Environment Canada Scientist: C. Binding

Project Title: Testing and Refinement of Priority Performance Indicators for Lake Winnipeg in Collaboration with Manitoba Water Stewardship
Environment Canada Scientists: J.F. Bibeault, T. McDaniel, K. Farmer, D. Seburn

Return to Table of Contents

Appendix 3

Lake Winnipeg Basin Stewardship Fund Projects in Round 6 (2013–2014)

Project Name: Manitoba Wetland Restoration Project

Project Recipient: Manitoba Habitat Heritage Corporation

Environment Canada Contribution: $720,000

Status: Project to be completed in March 2017

Description: The project will restore a total of 648 hectares (1600 acres) of drained wetlands throughout Manitoba over a 4-year period. Restorations will occur by infilling agricultural and other drainage ditches with earthen dams or other small structures. Over a 10-year period, these wetland restorations will prevent at least 64.8 tonnes of phosphorus and as much as 324 tonnes of nitrogen from potentially entering Lake Winnipeg. Mid-term securement and protection of the restored wetlands will occur through the completion of 10-year landowner contracts and the acquisition of “Licenses to Construct Small Works” through Manitoba Conservation and Water Stewardship.

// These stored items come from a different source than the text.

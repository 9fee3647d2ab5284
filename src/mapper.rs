// Key-to-note resolution: physical key plus layout settings down to the
// note to sound and the on-screen key to light.

use log::warn;

use crate::config::Config;
use crate::layout::{self, LayoutFamily};
use crate::pitch;

#[derive(Clone, Debug, PartialEq, Eq)]
pub struct Mapping {
    pub play:      String,
    pub highlight: String,
}

/// Resolves a pressed key under the current settings. Returns `None`
/// for keys with no note behind them and for notes filtered out by
/// focus mode. The play note is always the raw table value (plus the
/// two-octave shift in the chromatic layout); only the highlight octave
/// is folded to fit the visible keyboard, and its spelling is always
/// flat-normalized.
pub fn map_key(key: char, shifted: bool, cfg: &Config) -> Option<Mapping> {
    let kn = match cfg.layout {
        LayoutFamily::Flex => {
            let (row, col) = layout::key_position(key)?;
            layout::flex_note(cfg.root, cfg.mode, row, col)
        }
        LayoutFamily::Blue => layout::blue_note(key)?,
    };

    // Focus mode drops anything outside the selected scale, in both
    // layout families.
    if cfg.focus {
        let scale = layout::scale_pitch_classes(cfg.root, cfg.mode);
        if !scale.contains(pitch::flat_of(kn.pc)) {
            return None;
        }
    }

    let mut play = kn.name();
    let highlight = match cfg.layout {
        LayoutFamily::Flex => flex_highlight(key, kn, cfg),
        LayoutFamily::Blue => {
            if shifted {
                play = format!("{}{}", kn.pc, kn.octave + 2);
            }
            blue_highlight(key, kn, &play, cfg)
        }
    };

    Some(Mapping { play, highlight: pitch::normalize_note(&highlight) })
}

fn flex_highlight(key: char, kn: layout::KeyNote, cfg: &Config) -> String {
    let mut highlight = kn.name();
    match layout::base_note_octaves(cfg.root, cfg.mode).get(kn.pc) {
        None => warn!("no base octave for note {}", kn.pc),
        Some(&base) => match cfg.octave_range {
            1 => {
                let octave = match layout::special_key(key) {
                    Some(_) => base + 1,
                    None    => base,
                };
                highlight = format!("{}{}", kn.pc, octave);
            }
            2 => {
                let octave = match layout::special_key(key) {
                    // Overlap keys land on the row their group repeats.
                    Some(inc) => base + (inc - 1) % 2 + 1,
                    None => match layout::key_row(key) {
                        Some(0) | Some(2) => base,
                        _                 => base + 1,
                    },
                };
                highlight = format!("{}{}", kn.pc, octave);
            }
            _ => {}
        },
    }
    // The single-octave view sits one octave above the table.
    if cfg.octave_range == 1 {
        if let Some((pc, octave)) = pitch::split_note(&highlight) {
            return format!("{}{}", pc, octave + 1);
        }
    }
    highlight
}

fn blue_highlight(key: char, kn: layout::KeyNote, play: &str, cfg: &Config) -> String {
    match cfg.octave_range {
        1 => {
            // Everything folds onto the octave-4 block, except the
            // right-hand keys whose C/D/E group belongs to the upper one.
            let octave = if ",./;iop90".contains(key)
                && matches!(kn.pc, "C" | "D" | "E" | "Db" | "Eb")
            {
                5
            } else {
                4
            };
            format!("{}{}", kn.pc, octave)
        }
        2 => match key {
            'z' => "C3".to_string(),
            'x' => "D3".to_string(),
            'q' | ',' => "C4".to_string(),
            'i' => "C5".to_string(),
            // Light the unshifted key.
            _ => kn.name(),
        },
        // The wider views show the played note itself, shift included.
        _ => play.to_string(),
    }
}
// Voice-engine tests: polyphony bounds, envelope lifecycle, master
// chain output and the controller's input guards.

use klavier::controller::Controller;
use klavier::engine::{Engine, Stage, Timbre, MAX_POLYPHONY, VOLUME_LEVELS};
use klavier::layout::LayoutFamily;
use klavier::pitch::FLAT_NAMES;

const SR: f32 = 44_100.0;

fn engine() -> Engine {
    Engine::new(SR)
}

/// Distinct chromatic note names, low to high.
fn nth_note(i: usize) -> String {
    format!("{}{}", FLAT_NAMES[i % 12], 3 + i / 12)
}

fn render_n(engine: &mut Engine, n: usize) -> Vec<f32> {
    let mut buf = vec![0.0f32; n];
    engine.render(&mut buf);
    buf
}

fn peak(buf: &[f32]) -> f32 {
    buf.iter().fold(0.0f32, |m, &v| m.max(v.abs()))
}

// ---------------------------------------------------------------------------
// Polyphony
// ---------------------------------------------------------------------------

#[test]
fn pool_is_capped_at_16() {
    let mut e = engine();
    for i in 0..MAX_POLYPHONY + 1 {
        e.start(&nth_note(i), 0.2);
    }
    assert_eq!(e.active_len(), MAX_POLYPHONY);
}

#[test]
fn seventeenth_note_evicts_the_oldest() {
    let mut e = engine();
    for i in 0..MAX_POLYPHONY + 1 {
        e.start(&nth_note(i), 0.2);
    }
    assert_eq!(e.stage_of(&nth_note(0)), None);
    assert_eq!(e.active_notes()[0], nth_note(1));
    // Eviction cuts the voice dead, no release tail.
    assert_eq!(e.tail_count(), 0);
}

#[test]
fn eviction_order_tracks_voice_age() {
    let mut e = engine();
    for i in 0..5 {
        e.start(&nth_note(i), 0.2);
    }
    // Stopping a middle voice must not disturb the age order.
    e.stop(&nth_note(1));
    for i in 5..MAX_POLYPHONY + 1 {
        e.start(&nth_note(i), 0.2);
    }
    assert_eq!(e.active_len(), MAX_POLYPHONY);
    e.start(&nth_note(20), 0.2);
    // nth_note(0) was the oldest and goes first.
    assert_eq!(e.stage_of(&nth_note(0)), None);
    assert_eq!(e.active_notes()[0], nth_note(2));
}

#[test]
fn retrigger_restarts_one_voice() {
    let mut e = engine();
    e.start("A4", 0.2);
    render_n(&mut e, 8_000); // well into sustain
    assert_eq!(e.stage_of("A4"), Some(Stage::Sustain));

    e.start("A4", 0.2);
    assert_eq!(e.active_len(), 1);
    assert_eq!(e.stage_of("A4"), Some(Stage::Attack));
    // The cut voice leaves no tail behind.
    assert_eq!(e.tail_count(), 0);
}

// ---------------------------------------------------------------------------
// Envelope lifecycle
// ---------------------------------------------------------------------------

#[test]
fn envelope_walks_attack_decay_sustain() {
    let mut e = engine();
    e.start("C4", 0.2);
    assert_eq!(e.stage_of("C4"), Some(Stage::Attack));
    render_n(&mut e, 900); // attack is 20 ms = 882 samples
    assert_eq!(e.stage_of("C4"), Some(Stage::Decay));
    render_n(&mut e, 6_000); // decay ends 120 ms in
    assert_eq!(e.stage_of("C4"), Some(Stage::Sustain));
}

#[test]
fn stop_moves_the_voice_to_its_release_tail() {
    let mut e = engine();
    e.start("C4", 0.2);
    render_n(&mut e, 8_000);
    e.stop("C4");
    assert_eq!(e.active_len(), 0);
    assert_eq!(e.tail_count(), 1);
    // Release is 300 ms = 13230 samples.
    render_n(&mut e, 14_000);
    assert!(e.is_quiet());
}

#[test]
fn stop_of_unknown_note_is_a_noop() {
    let mut e = engine();
    e.start("C4", 0.2);
    e.stop("G7");
    e.stop("not a note");
    assert_eq!(e.active_len(), 1);
    assert_eq!(e.tail_count(), 0);
    // A second stop of an already-released note does nothing either.
    e.stop("C4");
    e.stop("C4");
    assert_eq!(e.tail_count(), 1);
}

#[test]
fn malformed_note_occupies_a_voice_silently() {
    let mut e = engine();
    e.start("Cb4", 0.2);
    assert_eq!(e.active_len(), 1);
    let buf = render_n(&mut e, 4_410);
    assert!(peak(&buf) < 1e-3);
}

// ---------------------------------------------------------------------------
// Rendering
// ---------------------------------------------------------------------------

#[test]
fn idle_engine_renders_silence() {
    let mut e = engine();
    let buf = render_n(&mut e, 1_024);
    assert!(buf.iter().all(|&s| s == 0.0));
}

#[test]
fn each_timbre_is_audible() {
    for timbre in [
        Timbre::Sine,
        Timbre::Triangle,
        Timbre::Square,
        Timbre::Sawtooth,
        Timbre::Organ,
    ] {
        let mut e = engine();
        e.set_timbre(timbre);
        e.start("A4", 0.2);
        let buf = render_n(&mut e, 8_820);
        assert!(peak(&buf) > 0.01, "timbre {} was silent", timbre.name());
    }
}

#[test]
fn release_tail_keeps_sounding_after_stop() {
    let mut e = engine();
    e.start("A4", 0.2);
    render_n(&mut e, 8_000);
    e.stop("A4");
    let early = render_n(&mut e, 2_000);
    assert!(peak(&early) > 0.005);
    render_n(&mut e, 12_000);
    let late = render_n(&mut e, 2_000);
    assert!(peak(&late) < 1e-3);
}

#[test]
fn volume_steps_scale_the_output() {
    let mut peaks = [0.0f32; 4];
    for (step, p) in peaks.iter_mut().enumerate() {
        let mut e = engine();
        e.set_volume_step(step);
        e.start("A4", 0.2);
        *p = peak(&render_n(&mut e, 8_820));
    }
    for step in 1..4 {
        let expected = peaks[0] * VOLUME_LEVELS[step] / VOLUME_LEVELS[0];
        assert!(
            (peaks[step] - expected).abs() < 1e-3,
            "step {}: {} vs {}",
            step,
            peaks[step],
            expected,
        );
    }
}

#[test]
fn out_of_range_volume_step_is_ignored() {
    let mut e = engine();
    e.set_volume_step(2);
    e.set_volume_step(7);
    assert_eq!(e.volume_step(), 2);
}

#[test]
fn timbre_names_round_trip() {
    for name in ["sine", "triangle", "square", "sawtooth", "organ"] {
        assert_eq!(Timbre::from_name(name).map(Timbre::name), Some(name));
    }
    assert_eq!(Timbre::from_name("theremin"), None);
}

#[test]
fn release_uses_the_current_timbre() {
    // Matches the reference behavior: the release slope is read at
    // stop time, so a timbre switch mid-note changes the tail.
    let mut e = engine();
    e.start("A4", 0.2);
    render_n(&mut e, 8_000);
    e.set_timbre(Timbre::Square);
    e.stop("A4");
    assert_eq!(e.tail_count(), 1);
    render_n(&mut e, 14_000);
    assert!(e.is_quiet());
}

// ---------------------------------------------------------------------------
// Controller
// ---------------------------------------------------------------------------

#[test]
fn held_key_does_not_retrigger() {
    let mut c = Controller::new(SR);
    assert_eq!(c.key_down("KeyZ", 'z', false).as_deref(), Some("C4"));
    assert_eq!(c.key_down("KeyZ", 'z', false), None);
    assert_eq!(c.engine.active_len(), 1);
}

#[test]
fn unknown_key_up_is_a_noop() {
    let mut c = Controller::new(SR);
    assert_eq!(c.key_up("KeyZ"), None);
    c.key_down("KeyZ", 'z', false);
    assert_eq!(c.key_up("KeyZ").as_deref(), Some("C4"));
    assert_eq!(c.key_up("KeyZ"), None);
    assert_eq!(c.engine.active_len(), 0);
}

#[test]
fn shifted_symbol_reaches_the_chromatic_key() {
    let mut c = Controller::new(SR);
    c.config.set_layout(LayoutFamily::Blue);
    let highlight = c.key_down("Digit2", '@', true);
    assert_eq!(highlight.as_deref(), Some("Db4"));
    assert_eq!(c.engine.active_notes(), ["Db6"]);
}

#[test]
fn unmapped_key_holds_no_state() {
    let mut c = Controller::new(SR);
    c.config.set_layout(LayoutFamily::Blue);
    assert_eq!(c.key_down("KeyA", 'a', false), None); // gap key
    assert_eq!(c.key_up("KeyA"), None);
    assert_eq!(c.engine.active_len(), 0);
}

#[test]
fn drag_stops_the_previous_note_first() {
    let mut c = Controller::new(SR);
    c.pointer_down("C3");
    assert_eq!(c.engine.active_notes(), ["C3"]);

    assert_eq!(c.pointer_move("D3").as_deref(), Some("D3"));
    assert_eq!(c.engine.active_notes(), ["D3"]);
    assert_eq!(c.engine.tail_count(), 1); // C3 ringing out

    // Sliding within the same key changes nothing.
    assert_eq!(c.pointer_move("D3"), None);

    c.pointer_up();
    assert_eq!(c.engine.active_len(), 0);
    // Releases after the pointer is up are ignored.
    assert_eq!(c.pointer_move("E3"), None);
}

Landowners would also be offered the option of providing permanent protection under registered conservation easements. Conservation easements will provide perpetual protection of the restoration works, regardless of the landowner.


Project Name: Pelly’s Lake Watershed Management Area

Project Recipient: La Salle-Redboine Conservation District

Environment Canada Contribution: $132,600

Status: Project to be completed in March 2015

Description: Pelly’s Lake, located near Holland, Manitoba, is a historical wetland area, consisting of two wetland basins covering 630 acres. The project will construct and operate two water retention structures, with a total storage of 1200 acre-feet, protect over 700 acres of wetland and riparian habitat under Conservation Agreements with six landowners, including the first Conservation Agreement with a Hutterite colony in Manitoba. A partnership between the conservation district, the colony and the International Institute for Sustainable Development will lead to a cattail harvesting operation that will see the colony harvest cattails from the reservoir basins and convert the biomass into biofuel for heating the colony buildings. An interpretive park will be established on a site that overlooks the wetland basins and will contain educational information about the project and recognition of all project partners and donors.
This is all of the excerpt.